Quite apart from my sympathies with the 'Mark without Q' hypothesis as a
solution to the Synoptic Problem, I have some serious worries about the use
of a reconstructed Q as a source for research into Christian origins.
Perhaps members of this discussion list will indulge me in a thought
experiment and then point out where my reasoning has gone astray.

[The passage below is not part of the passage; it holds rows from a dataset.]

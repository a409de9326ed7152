//! Generated mutation tables
//!
//! One single-field setter per plain field. Where the value lands depends on
//! the storage shape:
//! - object collection: `state[key][field]`
//! - array collection: `state[position][field]`
//! - single item: `state[field]`

use std::rc::Rc;

use serde::{Deserialize, Serialize};
use serde_json::Value;

use super::errors::{StoreError, StoreResult};
use crate::model::{ModelType, StorageShape};

/// A mutation: applies one payload to the state of the module at the given
/// path.
pub type MutationFn = Rc<dyn Fn(&str, &mut Value, &MutationPayload) -> StoreResult<()>>;

/// Single-field write payload
#[derive(Debug, Clone, PartialEq, Serialize, Deserialize)]
#[serde(rename_all = "camelCase")]
pub struct MutationPayload {
    /// Target record key
    pub key: String,
    /// Target position, resolved before commit for ordered-list storage
    #[serde(default, skip_serializing_if = "Option::is_none")]
    pub position: Option<usize>,
    pub new_value: Value,
}

impl MutationPayload {
    pub fn new(key: impl Into<String>, new_value: Value) -> Self {
        Self {
            key: key.into(),
            position: None,
            new_value,
        }
    }

    pub fn with_position(mut self, position: usize) -> Self {
        self.position = Some(position);
        self
    }
}

fn target_not_found(path: &str, payload: &MutationPayload) -> StoreError {
    StoreError::TargetNotFound {
        path: path.to_string(),
        key: payload.key.clone(),
    }
}

fn set_field(target: Option<&mut Value>, field: &str, value: Value) -> bool {
    match target {
        Some(Value::Object(record)) => {
            record.insert(field.to_string(), value);
            true
        }
        _ => false,
    }
}

fn setter(shape: StorageShape, field: String) -> MutationFn {
    Rc::new(move |path: &str, state: &mut Value, payload: &MutationPayload| {
        let target = match shape {
            StorageShape::ObjectCollection => state.get_mut(payload.key.as_str()),
            StorageShape::ArrayCollection => match payload.position {
                Some(position) => state.get_mut(position),
                None => None,
            },
            StorageShape::SingleItem => Some(state),
        };

        if set_field(target, &field, payload.new_value.clone()) {
            Ok(())
        } else {
            Err(target_not_found(path, payload))
        }
    })
}

/// Setter per plain field, keyed by field name
pub(crate) fn model_mutations(model: &ModelType) -> Vec<(String, MutationFn)> {
    model
        .plain_fields()
        .map(|field| (field.to_string(), setter(model.shape(), field.to_string())))
        .collect()
}
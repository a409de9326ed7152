//! Aggregates over materialized results
//!
//! Absent fields read as null. `sum` counts non-numeric values as zero and
//! `average` divides by the number of rows, not the number of defined
//! values.

use std::cmp::Ordering;

use serde_json::Value;

use crate::filter::compare_values;
use crate::record::Model;

fn field(model: &Model, name: &str) -> Value {
    model.get(name).cloned().unwrap_or(Value::Null)
}

pub fn sum(models: &[Model], name: &str) -> f64 {
    models
        .iter()
        .map(|model| model.get(name).and_then(Value::as_f64).unwrap_or(0.0))
        .sum()
}

/// Rows whose field is present and not null
pub fn count_defined(models: &[Model], name: &str) -> usize {
    models
        .iter()
        .filter(|model| !matches!(model.get(name), None | Some(Value::Null)))
        .count()
}

pub fn average(models: &[Model], name: &str) -> Option<f64> {
    if models.is_empty() {
        return None;
    }
    Some(sum(models, name) / models.len() as f64)
}

/// Seeded with the first row's value, replaced only by strictly greater ones
pub fn max(models: &[Model], name: &str) -> Option<Value> {
    fold_extreme(models, name, Ordering::Greater)
}

/// Seeded with the first row's value, replaced only by strictly lesser ones
pub fn min(models: &[Model], name: &str) -> Option<Value> {
    fold_extreme(models, name, Ordering::Less)
}

fn fold_extreme(models: &[Model], name: &str, wanted: Ordering) -> Option<Value> {
    let (first, rest) = models.split_first()?;
    let mut extreme = field(first, name);
    for model in rest {
        let candidate = field(model, name);
        if compare_values(&candidate, &extreme) == Some(wanted) {
            extreme = candidate;
        }
    }
    Some(extreme)
}
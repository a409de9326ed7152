//! Store collaborator errors
//!
//! Accessing the store before installation, or through a name it does not
//! know, is a hard failure at call time.

use thiserror::Error;

/// Result type for store operations
pub type StoreResult<T> = Result<T, StoreError>;

/// Store access errors
#[derive(Debug, Clone, PartialEq, Eq, Error)]
pub enum StoreError {
    /// Getter read before the model's getter table was installed
    #[error("{0} model may not have installed store getters; call Database::install first")]
    GettersNotInstalled(String),

    /// Commit before the model's mutation table was installed
    #[error("{0} model may not have installed store mutations; call Database::install first")]
    MutationsNotInstalled(String),

    /// No getter registered under this path
    #[error("Getter {0} is not available in the store")]
    UnknownGetter(String),

    /// No mutation registered under this path
    #[error("Mutation {0} is not available in the store")]
    UnknownMutation(String),

    /// No module registered under this path
    #[error("Store module {0} is not registered")]
    UnknownModule(String),

    /// Module state does not have the declared storage shape
    #[error("State of module {path} is not {expected}")]
    StateShape { path: String, expected: &'static str },

    /// Getter produced a different kind of value than the caller expects
    #[error("Getter {path} returned {actual}, expected {expected}")]
    UnexpectedGetterValue {
        path: String,
        expected: &'static str,
        actual: &'static str,
    },

    /// Mutation target record not present in state
    #[error("Mutation target {key} not found in module {path}")]
    TargetNotFound { path: String, key: String },
}

impl StoreError {
    /// Stable machine-readable code
    pub fn code(&self) -> &'static str {
        match self {
            StoreError::GettersNotInstalled(_) => "STOREQL_GETTERS_NOT_INSTALLED",
            StoreError::MutationsNotInstalled(_) => "STOREQL_MUTATIONS_NOT_INSTALLED",
            StoreError::UnknownGetter(_) => "STOREQL_UNKNOWN_GETTER",
            StoreError::UnknownMutation(_) => "STOREQL_UNKNOWN_MUTATION",
            StoreError::UnknownModule(_) => "STOREQL_UNKNOWN_MODULE",
            StoreError::StateShape { .. } => "STOREQL_STATE_SHAPE",
            StoreError::UnexpectedGetterValue { .. } => "STOREQL_UNEXPECTED_GETTER_VALUE",
            StoreError::TargetNotFound { .. } => "STOREQL_TARGET_NOT_FOUND",
        }
    }
}
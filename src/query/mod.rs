//! Query building and execution
//!
//! - Condition, ordering and relation sub-query accumulation
//! - Primary-key shortcut planning
//! - Filter, sort and wrap pipeline with per-revision memoization
//! - Aggregates over materialized results

mod aggregate;
mod builder;
mod executor;
mod planner;
mod row;
mod sorter;

pub use builder::{Clause, Query, RelationPath, RelationQueries};
pub use planner::{plan, Plan};
pub use row::{Row, RowSet};
pub use sorter::{compare_sort_values, sort_rows, OrderSpec, SortDirection, SortKey, UnknownSortDirection};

Let us imagine, for the sake of argument, that copies of the Gospel of Mark
had not survived down the present day but that copies of Q had. Let us then
suppose that scholars hypothesised the existence of a source (let us call it
'P' for Proto-Gospel) that Matthew and Luke had both used alongside Q, and
that these scholars subsequently went about reconstructing P, its
redactional layers, its characteristic theology, the history of the
P-community and so forth. How close would the reconstructed P be to Mark's
Gospel as we know it? Would P contain any of the stories (e.g. the brief
temptation narrative) in which scholars now see a Mark-Q overlap? Would we
know of the Messianic Secret in P or the repeated theme of the disciples'
failure to understand? Would we puzzle over the truncated ending at P16.8? I
could go on, but I think I've made my point: a reconstructed P would
probably be a rough approximation to Mark as we know it, but it might be
missing a great deal of what we have come to regard as distinctively
characteristic of Mark.
That being so, how much confidence can we have that a reconstructed Q
represents what was really characteristic and distinctive of the original Q
(if there ever was such a thing)? Am I missing something?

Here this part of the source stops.